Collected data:
+===+

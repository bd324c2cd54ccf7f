//! Serial port discovery, opening and response framing.
//!
//! The cockpit speaks RS232 behind a USB adapter. Responses carry no
//! delimiter at all; the only framing signal is silence between them, so
//! the reader groups bytes into windows whenever the line stays quiet for
//! the configured gap.

use std::time::Duration;

use serialport::SerialPortType;
use tokio::io::{AsyncRead, AsyncReadExt};
use tokio::sync::mpsc;
use tokio::time::timeout;
use tokio_serial::{DataBits, Parity, SerialPortBuilderExt, SerialStream, StopBits};
use tracing::{debug, info, warn};

use crate::config::SerialConfig;

/// Hard cap on a single window; a healthy response is well under 40 bytes.
const MAX_WINDOW: usize = 256;

/// Find the port the ergometer is attached to. A configured path wins;
/// otherwise the first USB serial adapter is assumed to be the RS232
/// converter, since the cockpit itself carries no identifying ids.
pub fn discover(config: &SerialConfig) -> Option<String> {
    if let Some(path) = &config.port {
        return Some(path.clone());
    }

    let ports = match serialport::available_ports() {
        Ok(ports) => ports,
        Err(e) => {
            warn!("could not enumerate serial ports: {}", e);
            return None;
        }
    };

    for port in ports {
        if let SerialPortType::UsbPort(usb) = &port.port_type {
            info!(
                "ergometer adapter candidate on {} (vid {:04x}, pid {:04x})",
                port.port_name, usb.vid, usb.pid
            );
            return Some(port.port_name);
        }
    }
    None
}

/// Open the port with the configured line settings.
pub fn open(path: &str, config: &SerialConfig) -> tokio_serial::Result<SerialStream> {
    tokio_serial::new(path, config.baud_rate)
        .data_bits(data_bits(config.data_bits))
        .parity(parity(&config.parity))
        .stop_bits(stop_bits(config.stop_bits))
        .open_native_async()
}

fn data_bits(bits: u8) -> DataBits {
    match bits {
        5 => DataBits::Five,
        6 => DataBits::Six,
        7 => DataBits::Seven,
        _ => DataBits::Eight,
    }
}

fn parity(name: &str) -> Parity {
    match name.to_lowercase().as_str() {
        "even" => Parity::Even,
        "odd" => Parity::Odd,
        _ => Parity::None,
    }
}

fn stop_bits(bits: u8) -> StopBits {
    match bits {
        2 => StopBits::Two,
        _ => StopBits::One,
    }
}

/// Group the raw byte stream into response windows separated by at least
/// `gap` of silence, and push them into `windows`. Runs until the reader
/// ends, errors, or the receiver side goes away.
pub async fn read_windows<R>(mut reader: R, gap: Duration, windows: mpsc::Sender<Vec<u8>>)
where
    R: AsyncRead + Unpin,
{
    let mut buf = [0u8; 64];
    let mut window: Vec<u8> = Vec::new();

    loop {
        match timeout(gap, reader.read(&mut buf)).await {
            Ok(Ok(0)) => {
                if !window.is_empty() {
                    let _ = windows.send(std::mem::take(&mut window)).await;
                }
                debug!("serial stream ended");
                return;
            }
            Ok(Ok(n)) => {
                window.extend_from_slice(&buf[..n]);
                if window.len() >= MAX_WINDOW {
                    // noise storm; flush what we have rather than grow forever
                    warn!("window exceeded {} bytes, flushing", MAX_WINDOW);
                    if windows.send(std::mem::take(&mut window)).await.is_err() {
                        return;
                    }
                }
            }
            Ok(Err(e)) => {
                warn!("serial read error: {}", e);
                return;
            }
            Err(_) => {
                // the line went quiet, whatever accumulated is one window
                if !window.is_empty()
                    && windows.send(std::mem::take(&mut window)).await.is_err()
                {
                    return;
                }
            }
        }
    }
}
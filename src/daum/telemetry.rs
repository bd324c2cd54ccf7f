//! Interpretation of validated run data windows into telemetry samples.
//!
//! The cockpit's run data is noisy: a flaky adapter can flip single bytes,
//! and the native speed field is integer only. Each field therefore passes
//! its own plausibility filter with the last known value as fallback, and
//! speed is derived from cadence and the gear ratio table instead of being
//! read off the wire. That derived speed matches the cockpit display as
//! long as the ratio table matches the cockpit gearbox.

use chrono::{DateTime, Utc};
use serde::Serialize;
use tracing::debug;

use super::frame::{OFFSET_GEAR, OFFSET_POWER, OFFSET_PROGRAM, OFFSET_RPM};
use super::SessionMode;
use crate::config::{GearConfig, RangeConfig};

/// One telemetry sample pushed to subscribers.
#[derive(Debug, Clone, PartialEq, Serialize)]
pub struct RunDataSample {
    pub program: u8,
    pub rpm: u8,
    pub gear: u8,
    /// Watts, already scaled out of the device's raw 5 watt steps.
    pub power: u16,
    /// km/h, derived from rpm and gear ratio, one decimal.
    pub speed: f64,
    pub timestamp: DateTime<Utc>,
}

/// The last accepted field values, the fallback source whenever a cycle
/// fails validation.
#[derive(Debug, Clone, Default, PartialEq)]
pub struct LastValues {
    pub program: u8,
    pub rpm: u8,
    pub gear: u8,
    pub power: u16,
    pub speed: f64,
}

impl LastValues {
    pub fn to_sample(&self, timestamp: DateTime<Utc>) -> RunDataSample {
        RunDataSample {
            program: self.program,
            rpm: self.rpm,
            gear: self.gear,
            power: self.power,
            speed: self.speed,
            timestamp,
        }
    }
}

/// Outcome of interpreting one window.
#[derive(Debug, Clone)]
pub struct Interpretation {
    /// Field values after this cycle, accepted or carried over.
    pub values: LastValues,
    /// Whether anything differs from the previous cycle. Unchanged cycles
    /// are not worth a downstream notification.
    pub changed: bool,
    /// The rpm jump filter tripped; dependent fields were frozen.
    pub failure: bool,
    /// The cockpit reported a gear above the host ceiling; send this gear
    /// back to the device.
    pub corrective_gear: Option<u8>,
}

/// Interpret a run data window that already passed `check_run_data`.
pub fn interpret(
    window: &[u8],
    last: &LastValues,
    mode: SessionMode,
    ranges: &RangeConfig,
    gears: &GearConfig,
    host_max_gear: u8,
) -> Interpretation {
    let mut values = last.clone();
    let mut failure = false;
    let mut corrective_gear = None;

    let rpm = window[OFFSET_RPM];
    if (ranges.min_rpm..=ranges.max_rpm).contains(&rpm) {
        if rpm.saturating_sub(last.rpm) >= ranges.rpm_jump_threshold {
            // a jump this size within one cycle is a corrupted byte, not legs
            debug!("rpm jump {} -> {} over threshold", last.rpm, rpm);
            failure = true;
        } else {
            values.rpm = rpm;
        }
    }

    let gear = window[OFFSET_GEAR];
    if (ranges.min_gear..=ranges.max_gear).contains(&gear) && !failure {
        if gear > host_max_gear {
            // the cockpit supports more gears than the host allows; clamp
            // and push the ceiling back to the device
            corrective_gear = Some(host_max_gear);
            values.gear = host_max_gear;
        } else {
            values.gear = gear;
        }
    }

    let program = window[OFFSET_PROGRAM];
    if !failure && (ranges.min_program..=ranges.max_program).contains(&program) {
        values.program = program;
    }

    if values.rpm == 0 && mode != SessionMode::Erg {
        // no pedaling, no resistance, otherwise a coasting rider keeps
        // rolling in the remote application; in ERG mode the remote target
        // stands even at zero cadence
        values.power = 0;
    } else {
        let power = window[OFFSET_POWER];
        if (ranges.min_power..=ranges.max_power).contains(&power) {
            if failure || power >= ranges.power_threshold {
                debug!("power byte {} untrusted, keeping {}", power, last.power);
            } else {
                values.power = power as u16 * ranges.power_factor;
            }
        }
    }

    let ratio = gears.ratio_for(values.gear);
    let distance_cm = ratio * gears.circumference_cm;
    let speed = values.rpm as f64 * distance_cm * gears.speed_conversion;
    if speed >= ranges.min_speed && speed <= ranges.max_speed {
        values.speed = (speed * 10.0).round() / 10.0;
    }

    let changed = values != *last;
    Interpretation {
        values,
        changed,
        failure,
        corrective_gear,
    }
}

#[cfg(test)]
mod tests {
    use super::*;
    use crate::daum::frame::{OFFSET_PERSON, OFFSET_SPEED, RUN_DATA_MIN_LEN};

    fn window(power: u8, rpm: u8, gear: u8) -> Vec<u8> {
        let mut w = vec![0u8; RUN_DATA_MIN_LEN];
        w[0] = 0x40;
        w[1] = 0x07;
        w[OFFSET_PROGRAM] = 0;
        w[OFFSET_PERSON] = 0;
        w[OFFSET_POWER] = power;
        w[OFFSET_RPM] = rpm;
        w[OFFSET_SPEED] = 26; // unused by design, speed is derived
        w[OFFSET_GEAR] = gear;
        w
    }

    fn interpret_with_last(w: &[u8], last: &LastValues, mode: SessionMode) -> Interpretation {
        interpret(
            w,
            last,
            mode,
            &RangeConfig::default(),
            &GearConfig::default(),
            28,
        )
    }

    fn expected_speed(rpm: u8, gear: u8) -> f64 {
        let gears = GearConfig::default();
        let speed = rpm as f64 * gears.ratio_for(gear) * gears.circumference_cm * gears.speed_conversion;
        (speed * 10.0).round() / 10.0
    }

    #[test]
    fn scales_power_and_derives_speed() {
        let last = LastValues {
            rpm: 78,
            gear: 10,
            power: 140,
            speed: 25.9,
            program: 0,
        };
        let outcome = interpret_with_last(&window(30, 80, 10), &last, SessionMode::Sim);

        assert!(!outcome.failure);
        assert!(outcome.changed);
        assert_eq!(outcome.values.rpm, 80);
        assert_eq!(outcome.values.gear, 10);
        assert_eq!(outcome.values.power, 150); // 30 raw x factor 5
        let expected = expected_speed(80, 10);
        assert!((outcome.values.speed - expected).abs() < 1e-9);
    }

    #[test]
    fn derived_speed_ignores_the_wire_speed_byte() {
        let last = LastValues {
            rpm: 78,
            gear: 10,
            ..LastValues::default()
        };
        let mut a = window(30, 80, 10);
        let mut b = window(30, 80, 10);
        a[OFFSET_SPEED] = 5;
        b[OFFSET_SPEED] = 95;
        let speed_a = interpret_with_last(&a, &last, SessionMode::Sim).values.speed;
        let speed_b = interpret_with_last(&b, &last, SessionMode::Sim).values.speed;
        assert_eq!(speed_a, speed_b);
    }

    #[test]
    fn rpm_jump_freezes_the_cycle_at_previous_values() {
        let last = LastValues {
            rpm: 80,
            gear: 10,
            power: 150,
            speed: 26.6,
            program: 0,
        };
        // 80 -> 150 in one cycle, far over the jump threshold; the bogus
        // power byte of the same window must not get through either
        let outcome = interpret_with_last(&window(60, 150, 12), &last, SessionMode::Sim);

        assert!(outcome.failure);
        assert_eq!(outcome.values.rpm, 80);
        assert_eq!(outcome.values.gear, 10);
        assert_eq!(outcome.values.power, 150);
        assert!(!outcome.changed);
    }

    #[test]
    fn zero_cadence_forces_power_to_zero_outside_erg() {
        let last = LastValues {
            rpm: 10,
            gear: 10,
            power: 150,
            speed: 3.3,
            program: 0,
        };
        let outcome = interpret_with_last(&window(30, 0, 10), &last, SessionMode::Sim);
        assert_eq!(outcome.values.power, 0);
        assert_eq!(outcome.values.speed, 0.0);
    }

    #[test]
    fn erg_mode_keeps_the_remote_target_at_zero_cadence() {
        let last = LastValues {
            rpm: 10,
            gear: 10,
            power: 150,
            speed: 3.3,
            program: 0,
        };
        let outcome = interpret_with_last(&window(30, 0, 10), &last, SessionMode::Erg);
        // the cockpit holds the commanded wattage regardless of cadence
        assert_eq!(outcome.values.power, 150);
    }

    #[test]
    fn gear_above_host_ceiling_is_clamped_and_corrected() {
        let last = LastValues {
            rpm: 78,
            gear: 10,
            ..LastValues::default()
        };
        let outcome = interpret(
            &window(30, 80, 24),
            &last,
            SessionMode::Sim,
            &RangeConfig::default(),
            &GearConfig::default(),
            14,
        );
        assert_eq!(outcome.corrective_gear, Some(14));
        assert_eq!(outcome.values.gear, 14);
    }

    #[test]
    fn power_threshold_falls_back_to_last_known() {
        let last = LastValues {
            rpm: 78,
            gear: 10,
            power: 150,
            speed: 25.9,
            program: 0,
        };
        // raw 140 is inside the valid range but above the trust threshold
        let outcome = interpret_with_last(&window(140, 80, 10), &last, SessionMode::Sim);
        assert!(!outcome.failure);
        assert_eq!(outcome.values.power, 150);
    }

    #[test]
    fn identical_cycle_reports_nothing_changed() {
        let last = LastValues {
            rpm: 80,
            gear: 10,
            power: 150,
            speed: expected_speed(80, 10),
            program: 0,
        };
        let outcome = interpret_with_last(&window(30, 80, 10), &last, SessionMode::Sim);
        assert!(!outcome.changed);
    }
}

+===+

### [Exercise]
Write down exactly the span of lines above from the one containing "let mut w = vec![0u8;" to the one containing "w[OFFSET_RPM] = rpm;", both ends included.

### [Solution]
        let mut w = vec![0u8; RUN_DATA_MIN_LEN];
        w[0] = 0x40;
        w[1] = 0x07;
        w[OFFSET_PROGRAM] = 0;
        w[OFFSET_PERSON] = 0;
        w[OFFSET_POWER] = power;
        w[OFFSET_RPM] = rpm;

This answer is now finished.